- Description of the task
Lines below that include "Some" are the answer; copy each one.

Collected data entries
//! Database abstraction layer.
//!
//! This module provides trait-based abstractions for data access over the
//! shop schema, with SQLite as the storage backend.
//!
//! # Architecture
//!
//! - `error`: Storage-agnostic error types
//! - `models`: Domain entities (User, Order, Product, OrderProduct) and read shapes
//! - `repository`: Trait definitions for data access
//! - `migrate`: Versioned schema migrations
//! - `schema`: Declared schema and drift detection
//! - `sqlite`: SQLx implementation

mod error;
pub mod migrate;
mod models;
mod repository;
pub mod schema;
pub mod sqlite;

#[cfg(test)]
mod error_test;
#[cfg(test)]
mod models_test;

pub use error::{ConstraintKind, DbError, DbResult};
pub use models::*;
pub use repository::*;
pub use sqlite::{SqliteDatabase, SqliteSession};
use crate::cli::utils::*;
use chrono::NaiveDate;

#[test]
fn test_truncate_with_ellipsis_short_string() {
    let result = truncate_with_ellipsis("hello", 10);
    assert_eq!(result, "hello");
}

#[test]
fn test_truncate_with_ellipsis_exact_length() {
    let result = truncate_with_ellipsis("hello", 5);
    assert_eq!(result, "hello");
}

#[test]
fn test_truncate_with_ellipsis_long_string() {
    let result = truncate_with_ellipsis("a very long product description", 10);
    assert_eq!(result, "a very ...");
}

#[test]
fn test_truncate_with_ellipsis_unicode() {
    let result = truncate_with_ellipsis("чай зелений", 11);
    assert_eq!(result, "чай зелений");

    let result = truncate_with_ellipsis("чай зелений", 7);
    assert_eq!(result, "чай ...");
}

#[test]
fn test_format_optional() {
    assert_eq!(format_optional::<&str>(None), "-");
    assert_eq!(format_optional(Some("jane")), "jane");
    assert_eq!(format_optional(Some(42)), "42");
}

#[test]
fn test_format_timestamp() {
    let ts = NaiveDate::from_ymd_opt(2024, 3, 9)
        .unwrap()
        .and_hms_opt(14, 5, 59)
        .unwrap();
    assert_eq!(format_timestamp(&ts), "2024-03-09 14:05");
}

#[test]
fn test_parse_list_none() {
    assert!(parse_list(None).is_empty());
}

#[test]
fn test_parse_list_trims_and_drops_empty() {
    assert_eq!(parse_list(Some(" en, uk,,de ")), vec!["en", "uk", "de"]);
}
pub mod order;
pub mod product;
pub mod report;
pub mod user;


#[cfg(test)]
#[path = "product_test.rs"]
mod product_test;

- Task response
    assert_eq!(format_optional(Some("jane")), "jane");
    assert_eq!(format_optional(Some(42)), "42");
    assert_eq!(parse_list(Some(" en, uk,,de ")), vec!["en", "uk", "de"]);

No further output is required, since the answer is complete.